The Immigration Crackdown That Doesn't Build New Detention Centers

While scrapping detention construction across the country, the administration is extending enforcement to people who already came forward — and turning the government systems they registered with into removal mechanisms.

Today's move to treat spouses of U.S. citizens as ordinary enforcement targets — a group immigration attorneys have long considered a protected class — is the latest data point in a pattern visible only when you line up the administration's actions across agencies and months [1]. The government is simultaneously contracting its physical detention capacity and expanding who it can arrest. DHS has abandoned at least seven warehouse-conversion detention projects and told its own agency to stop building and rely on what it already has.
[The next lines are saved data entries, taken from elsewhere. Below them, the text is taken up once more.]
#[cfg(test)]
mod tests {
    use super::*;
    use chrono::TimeZone;

    fn record(question_id: &str, attempt_count: u32, correct: bool) -> AttemptRecord {
        AttemptRecord {
            id: Uuid::nil(),
            question_id: question_id.into(),
            exam_type: Some("JEE".into()),
            subject: Some("Physics".into()),
            chapter: Some("Mechanics".into()),
            user_id: "u1".into(),
            submitted_answer: NormalizedAnswer::Options(vec![1]),
            is_correct: correct,
            score: if correct { 4 } else { -1 },
            time_spent_seconds: Some(40),
            attempt_count,
            submitted_at: Some(
                Utc.with_ymd_and_hms(2024, 3, 1, 10, attempt_count, 0)
                    .unwrap(),
            ),
        }
    }

    #[test]
    fn kind_display_and_parse() {
        assert_eq!(QuestionKind::SingleCorrect.to_string(), "single_correct");
        assert_eq!(
            "multiple".parse::<QuestionKind>().unwrap(),
            QuestionKind::MultipleCorrect
        );
        assert_eq!(
            "Single-Correct".parse::<QuestionKind>().unwrap(),
            QuestionKind::SingleCorrect
        );
        assert_eq!(
            "integer".parse::<QuestionKind>().unwrap(),
            QuestionKind::Numerical
        );
        assert!("essay".parse::<QuestionKind>().is_err());
    }

    #[test]
    fn single_key_out_of_range_is_malformed() {
        let err = Question::new(
            "q1",
            "",
            vec!["a".into(), "b".into()],
            AnswerKey::SingleCorrect(3),
            4,
        )
        .unwrap_err();
        assert!(matches!(err, ScoringError::MalformedQuestion { .. }));
    }

    #[test]
    fn empty_multiple_key_is_malformed() {
        let err = Question::new(
            "q1",
            "",
            vec!["a".into(), "b".into()],
            AnswerKey::MultipleCorrect(BTreeSet::new()),
            4,
        )
        .unwrap_err();
        assert!(err.is_data_error());
    }

    #[test]
    fn numerical_with_options_is_malformed() {
        assert!(Question::new("q1", "", vec!["a".into()], AnswerKey::Numerical(1.0), 4).is_err());
        assert!(Question::new("q1", "", vec![], AnswerKey::Numerical(f64::NAN), 4).is_err());
        assert!(Question::new("q1", "", vec![], AnswerKey::Numerical(9.81), 4).is_ok());
    }

    #[test]
    fn parse_single_answer() {
        assert_eq!(
            SubmittedAnswer::parse("q", QuestionKind::SingleCorrect, " 2 ").unwrap(),
            SubmittedAnswer::Single(2)
        );
        assert!(matches!(
            SubmittedAnswer::parse("q", QuestionKind::SingleCorrect, "1,2"),
            Err(ScoringError::InvalidAnswerFormat { .. })
        ));
        assert!(matches!(
            SubmittedAnswer::parse("q", QuestionKind::SingleCorrect, "b"),
            Err(ScoringError::InvalidAnswerFormat { .. })
        ));
    }

    #[test]
    fn parse_multiple_answer_collapses_duplicates() {
        let answer = SubmittedAnswer::parse("q", QuestionKind::MultipleCorrect, "3, 1 3").unwrap();
        assert_eq!(answer, SubmittedAnswer::Multiple(BTreeSet::from([1, 3])));
        assert_eq!(answer.normalized(), NormalizedAnswer::Options(vec![1, 3]));
    }

    #[test]
    fn parse_blank_is_no_answer() {
        for kind in [
            QuestionKind::SingleCorrect,
            QuestionKind::MultipleCorrect,
            QuestionKind::Numerical,
        ] {
            assert!(matches!(
                SubmittedAnswer::parse("q", kind, "   "),
                Err(ScoringError::NoAnswer { .. })
            ));
        }
        assert!(matches!(
            SubmittedAnswer::parse("q", QuestionKind::MultipleCorrect, " , ,"),
            Err(ScoringError::NoAnswer { .. })
        ));
    }

    #[test]
    fn normalized_answer_serializes_untagged() {
        let options = serde_json::to_string(&NormalizedAnswer::Options(vec![1, 3])).unwrap();
        assert_eq!(options, "[1,3]");
        let numeric: NormalizedAnswer = serde_json::from_str("\"100.05\"").unwrap();
        assert_eq!(numeric, NormalizedAnswer::Numeric("100.05".into()));
    }

    #[test]
    fn record_with_missing_optional_fields_deserializes() {
        let json = r#"{
            "question_id": "q1",
            "user_id": "u1",
            "submitted_answer": [2],
            "is_correct": true,
            "score": 4
        }"#;
        let record: AttemptRecord = serde_json::from_str(json).unwrap();
        assert_eq!(record.time_spent(), 0);
        assert_eq!(record.attempt_count, 1);
        assert!(record.chapter.is_none());
        assert!(record.submitted_at.is_none());
    }

    #[test]
    fn policy_first_and_latest() {
        let records = vec![
            record("q1", 1, false),
            record("q2", 1, true),
            record("q1", 2, true),
            record("q1", 3, false),
        ];

        assert_eq!(AttemptPolicy::All.select(&records).len(), 4);

        let first = AttemptPolicy::First.select(&records);
        assert_eq!(first.len(), 2);
        assert_eq!(first[0].question_id, "q1");
        assert_eq!(first[0].attempt_count, 1);
        assert_eq!(first[1].question_id, "q2");

        let latest = AttemptPolicy::Latest.select(&records);
        assert_eq!(latest.len(), 2);
        assert_eq!(latest[0].question_id, "q2");
        assert_eq!(latest[1].attempt_count, 3);
    }

    #[test]
    fn filter_excludes_records_missing_the_field() {
        let mut r = record("q1", 1, true);
        let filter = RecordFilter {
            subject: Some("Physics".into()),
            ..Default::default()
        };
        assert!(filter.matches(&r));
        r.subject = None;
        assert!(!filter.matches(&r));
        assert!(RecordFilter::default().matches(&r));
    }
}
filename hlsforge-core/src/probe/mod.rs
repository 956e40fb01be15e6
mod metadata;

use std::path::{Path, PathBuf};
use std::sync::Arc;
use std::time::Duration;

use thiserror::Error;
use tokio::process::Command;
use tracing::{debug, warn};

use crate::exec::{describe, run_with_limit, tail_lines, CommandExecutor};

pub use metadata::{
    displayed_dimensions, normalize, ProbeOutput, SideData, StreamMetadata, StreamTags,
    VideoMetadata,
};

#[derive(Debug, Error)]
pub enum ProbeError {
    #[error("failed to run {command}: {source}")]
    Spawn {
        command: String,
        source: std::io::Error,
    },
    #[error("probe of {path} exited with status {status:?}: {stderr}")]
    Failed {
        path: PathBuf,
        status: Option<i32>,
        stderr: String,
    },
    #[error("invalid ffprobe payload: {0}")]
    Parse(#[from] serde_json::Error),
    #[error("no video stream found")]
    NoVideoStream,
    #[error("video stream reports invalid dimensions {width}x{height}")]
    InvalidDimensions { width: u32, height: u32 },
}

pub type ProbeResult<T> = std::result::Result<T, ProbeError>;

/// Inspects media files with ffprobe.
#[derive(Clone)]
pub struct MediaProber {
    ffprobe: PathBuf,
    executor: Arc<dyn CommandExecutor>,
    timeout: Option<Duration>,
}

impl std::fmt::Debug for MediaProber {
    fn fmt(&self, f: &mut std::fmt::Formatter<'_>) -> std::fmt::Result {
        f.debug_struct("MediaProber")
            .field("ffprobe", &self.ffprobe)
            .field("timeout", &self.timeout)
            .finish()
    }
}

impl MediaProber {
    pub fn new(ffprobe: PathBuf, executor: Arc<dyn CommandExecutor>) -> Self {
        Self {
            ffprobe,
            executor,
            timeout: None,
        }
    }

    pub fn with_timeout(mut self, timeout: Option<Duration>) -> Self {
        self.timeout = timeout;
        self
    }

    pub async fn probe(&self, path: &Path) -> ProbeResult<ProbeOutput> {
        let mut command = Command::new(&self.ffprobe);
        command
            .arg("-v")
            .arg("quiet")
            .arg("-print_format")
            .arg("json")
            .arg("-show_streams")
            .arg(path);
        let rendered = describe(&command);
        debug!(command = %rendered, "running ffprobe");
        let output = run_with_limit(self.executor.as_ref(), &mut command, self.timeout)
            .await
            .map_err(|source| ProbeError::Spawn {
                command: rendered,
                source,
            })?;
        if !output.status.success() {
            let stderr = tail_lines(&output.stderr, 20);
            warn!(path = %path.display(), %stderr, "ffprobe returned non-zero status");
            return Err(ProbeError::Failed {
                path: path.to_path_buf(),
                status: output.status.code(),
                stderr,
            });
        }
        Ok(serde_json::from_slice(&output.stdout)?)
    }

    /// Probes `path` and returns its rotation-corrected video metadata.
    pub async fn inspect(&self, path: &Path) -> ProbeResult<VideoMetadata> {
        let output = self.probe(path).await?;
        normalize(&output)
    }
}

#[cfg(test)]
mod tests {
    use super::*;
    use std::os::unix::process::ExitStatusExt;
    use std::process::{ExitStatus, Output};

    struct CannedProbe {
        code: i32,
        stdout: &'static str,
    }

    #[async_trait::async_trait]
    impl CommandExecutor for CannedProbe {
        async fn run(&self, command: &mut Command) -> std::io::Result<Output> {
            let args: Vec<_> = command.as_std().get_args().collect();
            assert_eq!(args[..5], ["-v", "quiet", "-print_format", "json", "-show_streams"]);
            Ok(Output {
                status: ExitStatus::from_raw(self.code << 8),
                stdout: self.stdout.as_bytes().to_vec(),
                stderr: b"moov atom not found\n".to_vec(),
            })
        }
    }

    fn prober(code: i32, stdout: &'static str) -> MediaProber {
        MediaProber::new(PathBuf::from("ffprobe"), Arc::new(CannedProbe { code, stdout }))
    }

    #[tokio::test]
    async fn inspect_normalizes_rotated_stream() {
        let metadata = prober(
            0,
            r#"{"streams":[{"codec_type":"video","width":1920,"height":1080,"rotation":-90}]}"#,
        )
        .inspect(Path::new("clip.mov"))
        .await
        .unwrap();
        assert_eq!((metadata.width, metadata.height), (1080, 1920));
    }

    #[tokio::test]
    async fn non_zero_exit_is_reported_with_stderr() {
        let err = prober(1, "")
            .probe(Path::new("broken.mp4"))
            .await
            .unwrap_err();
        match err {
            ProbeError::Failed { status, stderr, .. } => {
                assert_eq!(status, Some(1));
                assert!(stderr.contains("moov atom not found"));
            }
            other => panic!("unexpected error {other:?}"),
        }
    }

    #[tokio::test]
    async fn garbage_output_is_a_parse_error() {
        let err = prober(0, "not json")
            .probe(Path::new("clip.mp4"))
            .await
            .unwrap_err();
        assert!(matches!(err, ProbeError::Parse(_)));
    }
}
use std::fmt;
use std::path::PathBuf;

use serde::Serialize;
use thiserror::Error;

use crate::encoder::EncodeError;
use crate::ladder::{LadderError, Tier};
use crate::playlist::AssemblyError;
use crate::probe::ProbeError;
use crate::store::StoreError;

#[derive(Debug, Error)]
pub enum PipelineError {
    #[error("invalid input: {0}")]
    InvalidInput(String),
    #[error("object store error: {0}")]
    Store(#[from] StoreError),
    #[error("probe failed: {0}")]
    Probe(ProbeError),
    #[error("no video stream found in source")]
    NoVideoStream,
    #[error("invalid source dimensions {width}x{height}")]
    InvalidDimensions { width: u32, height: u32 },
    #[error("encoding {tier} rendition failed: {details}")]
    EncodeFailed { tier: Tier, details: String },
    #[error("encode worker stopped unexpectedly: {0}")]
    Worker(String),
    #[error("playlist assembly failed: {0}")]
    Assembly(#[from] AssemblyError),
    #[error("io error at {path}: {source}")]
    Io {
        source: std::io::Error,
        path: PathBuf,
    },
}

impl PipelineError {
    /// 400 for requests that can never succeed, 500 for everything else.
    pub fn status_code(&self) -> u16 {
        match self {
            PipelineError::InvalidInput(_) => 400,
            _ => 500,
        }
    }
}

impl From<ProbeError> for PipelineError {
    fn from(error: ProbeError) -> Self {
        match error {
            ProbeError::NoVideoStream => PipelineError::NoVideoStream,
            ProbeError::InvalidDimensions { width, height } => {
                PipelineError::InvalidDimensions { width, height }
            }
            other => PipelineError::Probe(other),
        }
    }
}

impl From<LadderError> for PipelineError {
    fn from(error: LadderError) -> Self {
        match error {
            LadderError::InvalidDimensions { width, height } => {
                PipelineError::InvalidDimensions { width, height }
            }
            LadderError::DegenerateRendition {
                source_width,
                source_height,
                ..
            } => PipelineError::InvalidDimensions {
                width: source_width,
                height: source_height,
            },
        }
    }
}

impl From<EncodeError> for PipelineError {
    fn from(error: EncodeError) -> Self {
        PipelineError::EncodeFailed {
            tier: error.tier,
            details: error.details,
        }
    }
}

pub type PipelineResult<T> = std::result::Result<T, PipelineError>;

#[derive(Debug, Clone, Copy, PartialEq, Eq, Serialize)]
#[serde(rename_all = "snake_case")]
pub enum JobStage {
    Staging,
    Probing,
    Planning,
    Encoding,
    Assembling,
    Publishing,
    Cleanup,
    Failed,
}

impl JobStage {
    pub fn as_str(&self) -> &'static str {
        match self {
            JobStage::Staging => "staging",
            JobStage::Probing => "probing",
            JobStage::Planning => "planning",
            JobStage::Encoding => "encoding",
            JobStage::Assembling => "assembling",
            JobStage::Publishing => "publishing",
            JobStage::Cleanup => "cleanup",
            JobStage::Failed => "failed",
        }
    }
}

impl fmt::Display for JobStage {
    fn fmt(&self, f: &mut fmt::Formatter<'_>) -> fmt::Result {
        f.write_str(self.as_str())
    }
}

/// A pipeline failure tagged with the stage that produced it.
#[derive(Debug, Error)]
#[error("{stage} stage failed: {source}")]
pub struct JobError {
    pub stage: JobStage,
    #[source]
    pub source: PipelineError,
}

impl JobError {
    pub fn new(stage: JobStage, source: impl Into<PipelineError>) -> Self {
        Self {
            stage,
            source: source.into(),
        }
    }

    pub fn status_code(&self) -> u16 {
        self.source.status_code()
    }
}
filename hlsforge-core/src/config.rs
use std::path::{Path, PathBuf};
use std::time::Duration;

use serde::de::DeserializeOwned;
use serde::Deserialize;

use crate::error::{ConfigError, Result};

#[derive(Debug, Clone, Deserialize)]
#[serde(rename_all = "snake_case")]
pub struct HlsforgeConfig {
    pub paths: PathsSection,
    #[serde(default)]
    pub tools: ToolsSection,
    #[serde(default)]
    pub encoder: EncoderSection,
    pub store: StoreSection,
}

impl HlsforgeConfig {
    pub fn validate(&self) -> Result<()> {
        if self.store.upload_concurrency == 0 {
            return Err(ConfigError::Invalid {
                field: "store.upload_concurrency",
                reason: "must be greater than zero".into(),
            });
        }
        if matches!(self.store.kind, StoreKind::Filesystem) && self.store.root.is_none() {
            return Err(ConfigError::Invalid {
                field: "store.root",
                reason: "required when store.kind = \"filesystem\"".into(),
            });
        }
        if self.encoder.timeout_seconds == Some(0) {
            return Err(ConfigError::Invalid {
                field: "encoder.timeout_seconds",
                reason: "must be greater than zero when set".into(),
            });
        }
        Ok(())
    }
}

#[derive(Debug, Clone, Deserialize)]
pub struct PathsSection {
    pub work_dir: PathBuf,
}

#[derive(Debug, Clone, Deserialize)]
pub struct ToolsSection {
    #[serde(default = "default_ffmpeg")]
    pub ffmpeg: PathBuf,
    #[serde(default = "default_ffprobe")]
    pub ffprobe: PathBuf,
}

impl Default for ToolsSection {
    fn default() -> Self {
        Self {
            ffmpeg: default_ffmpeg(),
            ffprobe: default_ffprobe(),
        }
    }
}

fn default_ffmpeg() -> PathBuf {
    PathBuf::from("ffmpeg")
}

fn default_ffprobe() -> PathBuf {
    PathBuf::from("ffprobe")
}

#[derive(Debug, Clone, Default, Deserialize)]
pub struct EncoderSection {
    #[serde(default)]
    pub timeout_seconds: Option<u64>,
}

impl EncoderSection {
    pub fn timeout(&self) -> Option<Duration> {
        self.timeout_seconds.map(Duration::from_secs)
    }
}

#[derive(Debug, Clone, Copy, Deserialize, PartialEq, Eq)]
#[serde(rename_all = "snake_case")]
pub enum StoreKind {
    S3,
    Filesystem,
}

#[derive(Debug, Clone, Deserialize)]
pub struct StoreSection {
    pub kind: StoreKind,
    #[serde(default)]
    pub bucket: Option<String>,
    #[serde(default)]
    pub region: Option<String>,
    #[serde(default)]
    pub endpoint: Option<String>,
    #[serde(default)]
    pub force_path_style: bool,
    #[serde(default)]
    pub root: Option<PathBuf>,
    #[serde(default)]
    pub public_base_url: Option<String>,
    #[serde(default = "default_upload_concurrency")]
    pub upload_concurrency: usize,
    #[serde(default)]
    pub delete_source_on_success: bool,
}

fn default_upload_concurrency() -> usize {
    8
}

pub fn load_config<P: AsRef<Path>>(path: P) -> Result<HlsforgeConfig> {
    let config: HlsforgeConfig = load_toml(path)?;
    config.validate()?;
    Ok(config)
}

fn load_toml<T, P>(path: P) -> Result<T>
where
    T: DeserializeOwned,
    P: AsRef<Path>,
{
    let path = path.as_ref();
    let content = std::fs::read_to_string(path).map_err(|source| ConfigError::Io {
        source,
        path: path.to_path_buf(),
    })?;
    toml::from_str(&content).map_err(|source| ConfigError::Parse {
        source,
        path: path.to_path_buf(),
    })
}
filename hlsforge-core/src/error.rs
use std::io;
use std::path::PathBuf;

use thiserror::Error;

#[derive(Debug, Error)]
pub enum ConfigError {
    #[error("failed to read config {path}: {source}")]
    Io { source: io::Error, path: PathBuf },
    #[error("failed to parse config {path}: {source}")]
    Parse {
        source: toml::de::Error,
        path: PathBuf,
    },
    #[error("invalid config value for {field}: {reason}")]
    Invalid { field: &'static str, reason: String },
}

pub type Result<T> = std::result::Result<T, ConfigError>;
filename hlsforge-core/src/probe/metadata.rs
use serde::{Deserialize, Serialize};
use tracing::debug;

use crate::ladder::SourceDimensions;

use super::{ProbeError, ProbeResult};

/// Subset of `ffprobe -print_format json -show_streams` output.
#[derive(Debug, Clone, Default, Deserialize)]
pub struct ProbeOutput {
    #[serde(default)]
    pub streams: Vec<StreamMetadata>,
}

#[derive(Debug, Clone, Default, Deserialize)]
pub struct StreamMetadata {
    #[serde(default)]
    pub codec_type: Option<String>,
    #[serde(default)]
    pub width: Option<u32>,
    #[serde(default)]
    pub height: Option<u32>,
    #[serde(default)]
    pub rotation: Option<i32>,
    #[serde(default)]
    pub display_aspect_ratio: Option<String>,
    #[serde(default)]
    pub sample_aspect_ratio: Option<String>,
    #[serde(default)]
    pub side_data_list: Vec<SideData>,
    #[serde(default)]
    pub tags: StreamTags,
}

#[derive(Debug, Clone, Default, Deserialize)]
pub struct SideData {
    #[serde(default)]
    pub rotation: Option<i32>,
}

#[derive(Debug, Clone, Default, Deserialize)]
pub struct StreamTags {
    #[serde(default)]
    pub rotate: Option<String>,
}

impl StreamMetadata {
    pub fn is_video(&self) -> bool {
        self.codec_type.as_deref() == Some("video")
    }

    /// Rotation in degrees; streams without rotation metadata report 0.
    pub fn rotation_degrees(&self) -> i32 {
        self.rotation
            .or_else(|| self.side_data_list.iter().find_map(|entry| entry.rotation))
            .or_else(|| {
                self.tags
                    .rotate
                    .as_deref()
                    .and_then(|value| value.trim().parse().ok())
            })
            .unwrap_or(0)
    }
}

/// Normalized view of the first video stream.
#[derive(Debug, Clone, PartialEq, Eq, Serialize)]
pub struct VideoMetadata {
    pub width: u32,
    pub height: u32,
    pub rotation: i32,
    pub display_aspect_ratio: Option<String>,
    pub sample_aspect_ratio: Option<String>,
}

impl VideoMetadata {
    pub fn dimensions(&self) -> SourceDimensions {
        SourceDimensions::new(self.width, self.height)
    }
}

/// Coded size as it is shown: a quarter turn either way swaps the axes.
pub fn displayed_dimensions(width: u32, height: u32, rotation: i32) -> SourceDimensions {
    if rotation == 90 || rotation == -90 {
        SourceDimensions::new(height, width)
    } else {
        SourceDimensions::new(width, height)
    }
}

/// Picks the first video stream and applies rotation correction.
pub fn normalize(output: &ProbeOutput) -> ProbeResult<VideoMetadata> {
    let stream = output
        .streams
        .iter()
        .find(|stream| stream.is_video())
        .ok_or(ProbeError::NoVideoStream)?;
    let (width, height) = match (stream.width, stream.height) {
        (Some(width), Some(height)) if width > 0 && height > 0 => (width, height),
        (width, height) => {
            return Err(ProbeError::InvalidDimensions {
                width: width.unwrap_or(0),
                height: height.unwrap_or(0),
            })
        }
    };
    let rotation = stream.rotation_degrees();
    let displayed = displayed_dimensions(width, height, rotation);
    let metadata = VideoMetadata {
        width: displayed.width,
        height: displayed.height,
        rotation,
        display_aspect_ratio: stream.display_aspect_ratio.clone(),
        sample_aspect_ratio: stream.sample_aspect_ratio.clone(),
    };
    debug!(?metadata, "normalized video metadata");
    Ok(metadata)
}
pub mod config;
pub mod encoder;
pub mod error;
pub mod exec;
pub mod ladder;
pub mod pipeline;
pub mod playlist;
pub mod probe;
pub mod store;

pub use config::{
    load_config, EncoderSection, HlsforgeConfig, PathsSection, StoreKind, StoreSection,
    ToolsSection,
};
pub use encoder::{EncodeError, EncodeParameters, RenditionEncoder, RenditionOutput};
pub use error::{ConfigError, Result};
pub use exec::{CommandExecutor, SystemCommandExecutor};
pub use ladder::{
    plan_ladder, LadderError, LadderResult, RenditionDescriptor, RenditionLadder,
    SourceDimensions, Tier,
};
pub use pipeline::{
    JobError, JobOutcome, JobReport, JobRequest, JobStage, Pipeline, PipelineError,
    PipelineSettings,
};
pub use playlist::{write_master_playlists, AssemblyError, MasterPlaylists};
pub use probe::{MediaProber, ProbeError, VideoMetadata};
pub use store::{FsObjectStore, ObjectStore, S3ObjectStore, StoreError};
use tracing::debug;

use super::models::{RenditionDescriptor, RenditionLadder, SourceDimensions, Tier};
use super::{LadderError, LadderResult};

/// Derives the three-tier rendition ladder for a source resolution.
///
/// The result depends only on `source`; the same input always yields the
/// same ladder.
pub fn plan_ladder(source: SourceDimensions) -> LadderResult<RenditionLadder> {
    let invalid = LadderError::InvalidDimensions {
        width: source.width,
        height: source.height,
    };
    if source.width == 0 || source.height == 0 {
        return Err(invalid);
    }
    let aspect_ratio = source.aspect_ratio();
    if !aspect_ratio.is_finite() || aspect_ratio <= 0.0 {
        return Err(invalid);
    }

    let is_hd = source.is_hd();
    let mut renditions = Vec::with_capacity(Tier::ALL.len());
    for tier in Tier::ALL {
        let (width, height) = scale_resolution(source, aspect_ratio, tier.scale(is_hd));
        if width == 0 || height == 0 {
            return Err(LadderError::DegenerateRendition {
                tier: tier.as_str(),
                width,
                height,
                source_width: source.width,
                source_height: source.height,
            });
        }
        let bitrate_kbps = tier.policy().bitrate_for(width, height);
        renditions.push(RenditionDescriptor {
            name: tier,
            width,
            height,
            bitrate_kbps,
        });
    }

    debug!(
        source = %source,
        is_hd,
        portrait = source.is_portrait(),
        ?renditions,
        "planned rendition ladder"
    );
    let renditions: [RenditionDescriptor; 3] = renditions.try_into().map_err(|_| invalid)?;
    Ok(RenditionLadder::new(renditions))
}

fn scale_resolution(source: SourceDimensions, aspect_ratio: f64, scale: f64) -> (u32, u32) {
    let width = (source.width as f64 * scale).round();
    let height = (width / aspect_ratio).round();
    (floor_even(width as u32), floor_even(height as u32))
}

fn floor_even(value: u32) -> u32 {
    value - value % 2
}

#[cfg(test)]
mod tests {
    use super::*;

    fn plan(width: u32, height: u32) -> RenditionLadder {
        plan_ladder(SourceDimensions::new(width, height)).unwrap()
    }

    fn dims(ladder: &RenditionLadder, tier: Tier) -> (u32, u32, u32) {
        let rendition = ladder.get(tier);
        (rendition.width, rendition.height, rendition.bitrate_kbps)
    }

    #[test]
    fn full_hd_landscape_uses_hd_scales() {
        let ladder = plan(1920, 1080);
        assert_eq!(dims(&ladder, Tier::Low), (1920, 1080, 1296));
        assert_eq!(dims(&ladder, Tier::Lower), (1536, 864, 737));
        assert_eq!(dims(&ladder, Tier::SuperLow), (1344, 756, 423));
    }

    #[test]
    fn sd_portrait_uses_non_hd_scales() {
        let ladder = plan(480, 854);
        assert_eq!(dims(&ladder, Tier::Low), (480, 854, 1000));
        assert_eq!(dims(&ladder, Tier::Lower), (480, 854, 228));
        assert_eq!(dims(&ladder, Tier::SuperLow), (384, 682, 109));

        // Rounding then flooring to even can land up to 2px from the exact
        // height; super_low here is 682 against 683.2.
        let source_aspect = 480.0 / 854.0;
        for rendition in &ladder {
            let expected_height = rendition.width as f64 / source_aspect;
            assert!((rendition.height as f64 - expected_height).abs() < 2.0);
        }
        let super_low = ladder.get(Tier::SuperLow);
        let drift = super_low.width as f64 / source_aspect - super_low.height as f64;
        assert!((drift - 1.2).abs() < 0.01);
    }

    #[test]
    fn hd_portrait_is_judged_by_width() {
        // 720 wide portrait counts as HD, 719 wide does not.
        let hd = plan(720, 1280);
        assert_eq!(dims(&hd, Tier::SuperLow).0, 504);
        assert_eq!(dims(&hd, Tier::Lower).0, 576);

        let sd = plan(718, 1280);
        assert_eq!(dims(&sd, Tier::SuperLow).0, 574);
        assert_eq!(dims(&sd, Tier::Lower).0, 718);
    }

    #[test]
    fn very_wide_landscape_below_720_height_is_not_hd() {
        let ladder = plan(3840, 700);
        assert_eq!(dims(&ladder, Tier::Lower).0, 3840);
        assert_eq!(dims(&ladder, Tier::Low), (3840, 700, 1680));
    }

    #[test]
    fn large_sources_clamp_to_tier_maximum() {
        let ladder = plan(3840, 2160);
        assert_eq!(ladder.get(Tier::Low).bitrate_kbps, 3000);
        assert_eq!(ladder.get(Tier::Lower).bitrate_kbps, 1500);
        assert_eq!(ladder.get(Tier::SuperLow).bitrate_kbps, 800);
    }

    #[test]
    fn ladder_invariants_hold_across_resolutions() {
        let widths = [2, 3, 16, 99, 320, 480, 640, 719, 720, 721, 1080, 1279, 1920, 2560, 4096];
        let heights = [2, 5, 90, 240, 360, 480, 719, 720, 1080, 1366, 1920, 2160];
        for &width in &widths {
            for &height in &heights {
                let ladder = match plan_ladder(SourceDimensions::new(width, height)) {
                    Ok(ladder) => ladder,
                    Err(LadderError::DegenerateRendition { .. }) => continue,
                    Err(err) => panic!("{width}x{height}: {err}"),
                };
                let tiers: Vec<Tier> = ladder.iter().map(|r| r.name).collect();
                assert_eq!(tiers, Tier::ALL.to_vec());
                for rendition in &ladder {
                    assert!(rendition.width > 0 && rendition.width % 2 == 0);
                    assert!(rendition.height > 0 && rendition.height % 2 == 0);
                    let policy = rendition.name.policy();
                    assert!(rendition.bitrate_kbps >= policy.min_kbps);
                    assert!(rendition.bitrate_kbps <= policy.max_kbps);
                }
                let low = ladder.get(Tier::Low);
                let lower = ladder.get(Tier::Lower);
                let super_low = ladder.get(Tier::SuperLow);
                assert!(low.pixels() >= lower.pixels(), "{width}x{height}");
                assert!(lower.pixels() >= super_low.pixels(), "{width}x{height}");
            }
        }
    }

    #[test]
    fn planning_is_deterministic() {
        assert_eq!(plan(1280, 720), plan(1280, 720));
        assert_eq!(plan(1080, 1920), plan(1080, 1920));
    }

    #[test]
    fn zero_dimensions_are_rejected() {
        assert_eq!(
            plan_ladder(SourceDimensions::new(0, 1080)),
            Err(LadderError::InvalidDimensions {
                width: 0,
                height: 1080
            })
        );
        assert!(plan_ladder(SourceDimensions::new(1920, 0)).is_err());
    }

    #[test]
    fn single_pixel_source_collapses() {
        let err = plan_ladder(SourceDimensions::new(1, 1)).unwrap_err();
        assert!(matches!(err, LadderError::DegenerateRendition { .. }));
    }

    #[test]
    fn ladder_serializes_smallest_first() {
        let json = serde_json::to_value(plan(1920, 1080)).unwrap();
        let renditions = json["renditions"].as_array().unwrap();
        assert_eq!(renditions.len(), 3);
        assert_eq!(renditions[0]["name"], "super_low");
        assert_eq!(renditions[2]["name"], "low");
        assert_eq!(renditions[2]["bitrate_kbps"], 1296);
    }
}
DHS is moving swiftly to utilize EXISTING detention space with our state and county partners. — U.S. Department of Homeland Security

[2]

Two halves of one enforcement expansion

Physical capacity: contracting: Alligator Alcatraz, FL — $640M–$900M in under a year, closing; DeSantis called it always temporary [3]. Social Circle, GA — 10,000 beds, $128.5M warehouse purchased then scrapped [2]. Roxbury, NJ — 470,000 sq ft, paused after legal challenge [4]. Seven+ warehouse conversions abandoned total. McFarland, CA — sole expansion, 700 beds in a repurposed state prison under existing agreement [5].

Administrative reach: expanding: Spouses of citizens — reclassified as ordinary targets [1]. Naturalized citizens — 52 denaturalization complaints, 2× Biden's 24 across a full term [6]. Green card holders — Blanche v. Lau allows treatment as admission applicants [7]. DACA — BIA rules status insufficient to block deportation; 261 arrested [8]. TPS — Supreme Court upholds termination for 350,000 Haitians [9].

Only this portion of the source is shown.